Below are records; reply with nothing but the number of lines in them that contain "input".

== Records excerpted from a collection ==
——————

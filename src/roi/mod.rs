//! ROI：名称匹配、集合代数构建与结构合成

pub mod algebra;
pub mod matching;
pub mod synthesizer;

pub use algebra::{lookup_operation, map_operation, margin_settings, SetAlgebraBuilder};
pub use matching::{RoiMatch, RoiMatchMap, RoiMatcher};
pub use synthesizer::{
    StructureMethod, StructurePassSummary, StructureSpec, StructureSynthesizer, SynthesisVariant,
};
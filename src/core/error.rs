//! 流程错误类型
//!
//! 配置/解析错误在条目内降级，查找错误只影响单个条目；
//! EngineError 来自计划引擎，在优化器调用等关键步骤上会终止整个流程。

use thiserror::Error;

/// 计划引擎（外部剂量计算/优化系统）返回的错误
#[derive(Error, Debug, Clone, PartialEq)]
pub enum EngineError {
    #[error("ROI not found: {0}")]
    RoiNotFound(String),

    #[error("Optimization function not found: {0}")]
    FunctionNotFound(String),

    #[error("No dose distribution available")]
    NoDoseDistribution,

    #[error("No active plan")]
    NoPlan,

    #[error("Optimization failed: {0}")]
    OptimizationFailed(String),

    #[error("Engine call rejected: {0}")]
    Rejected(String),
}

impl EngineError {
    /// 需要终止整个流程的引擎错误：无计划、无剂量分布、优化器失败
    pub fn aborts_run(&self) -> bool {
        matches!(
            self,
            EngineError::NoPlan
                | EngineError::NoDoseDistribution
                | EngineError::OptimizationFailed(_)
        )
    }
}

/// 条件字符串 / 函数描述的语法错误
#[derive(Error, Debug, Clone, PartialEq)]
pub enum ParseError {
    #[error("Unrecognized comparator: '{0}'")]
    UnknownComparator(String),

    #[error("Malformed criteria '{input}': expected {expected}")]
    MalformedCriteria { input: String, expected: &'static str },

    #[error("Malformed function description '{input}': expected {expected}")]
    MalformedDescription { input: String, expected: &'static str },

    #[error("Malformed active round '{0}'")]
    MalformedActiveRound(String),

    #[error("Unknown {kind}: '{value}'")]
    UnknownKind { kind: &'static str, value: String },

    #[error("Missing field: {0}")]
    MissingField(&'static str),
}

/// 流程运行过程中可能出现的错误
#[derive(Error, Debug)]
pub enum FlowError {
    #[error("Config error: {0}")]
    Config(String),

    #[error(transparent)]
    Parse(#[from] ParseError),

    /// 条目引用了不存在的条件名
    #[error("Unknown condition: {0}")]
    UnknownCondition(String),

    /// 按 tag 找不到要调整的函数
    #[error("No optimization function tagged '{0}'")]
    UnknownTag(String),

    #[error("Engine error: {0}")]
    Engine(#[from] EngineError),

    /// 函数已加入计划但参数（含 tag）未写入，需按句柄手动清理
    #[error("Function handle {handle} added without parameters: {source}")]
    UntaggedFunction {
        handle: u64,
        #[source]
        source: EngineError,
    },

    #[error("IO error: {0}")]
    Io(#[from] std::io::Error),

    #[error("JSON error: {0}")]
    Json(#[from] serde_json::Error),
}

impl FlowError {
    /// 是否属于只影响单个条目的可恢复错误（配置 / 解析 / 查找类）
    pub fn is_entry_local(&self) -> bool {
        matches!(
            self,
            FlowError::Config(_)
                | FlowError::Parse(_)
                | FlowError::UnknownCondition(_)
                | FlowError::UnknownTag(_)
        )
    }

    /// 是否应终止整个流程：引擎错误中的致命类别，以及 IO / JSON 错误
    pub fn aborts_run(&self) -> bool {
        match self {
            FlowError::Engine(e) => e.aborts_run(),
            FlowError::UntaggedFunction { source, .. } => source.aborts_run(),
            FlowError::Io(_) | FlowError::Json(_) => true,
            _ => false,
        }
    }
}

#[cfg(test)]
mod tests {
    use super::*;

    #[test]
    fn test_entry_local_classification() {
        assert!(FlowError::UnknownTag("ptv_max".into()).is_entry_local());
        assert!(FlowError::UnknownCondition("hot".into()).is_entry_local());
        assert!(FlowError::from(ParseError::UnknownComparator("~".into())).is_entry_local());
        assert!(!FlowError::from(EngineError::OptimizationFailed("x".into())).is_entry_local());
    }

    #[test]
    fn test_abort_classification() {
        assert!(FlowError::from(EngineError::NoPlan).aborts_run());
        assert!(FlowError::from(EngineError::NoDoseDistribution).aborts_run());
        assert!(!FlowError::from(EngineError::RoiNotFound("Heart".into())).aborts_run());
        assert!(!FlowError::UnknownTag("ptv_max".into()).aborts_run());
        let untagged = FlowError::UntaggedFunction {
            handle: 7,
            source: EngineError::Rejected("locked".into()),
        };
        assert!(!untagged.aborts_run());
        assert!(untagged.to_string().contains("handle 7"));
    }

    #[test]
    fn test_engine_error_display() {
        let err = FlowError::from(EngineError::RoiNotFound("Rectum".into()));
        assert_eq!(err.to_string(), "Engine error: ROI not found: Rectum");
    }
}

——————

== TASK SOLUTION ==
4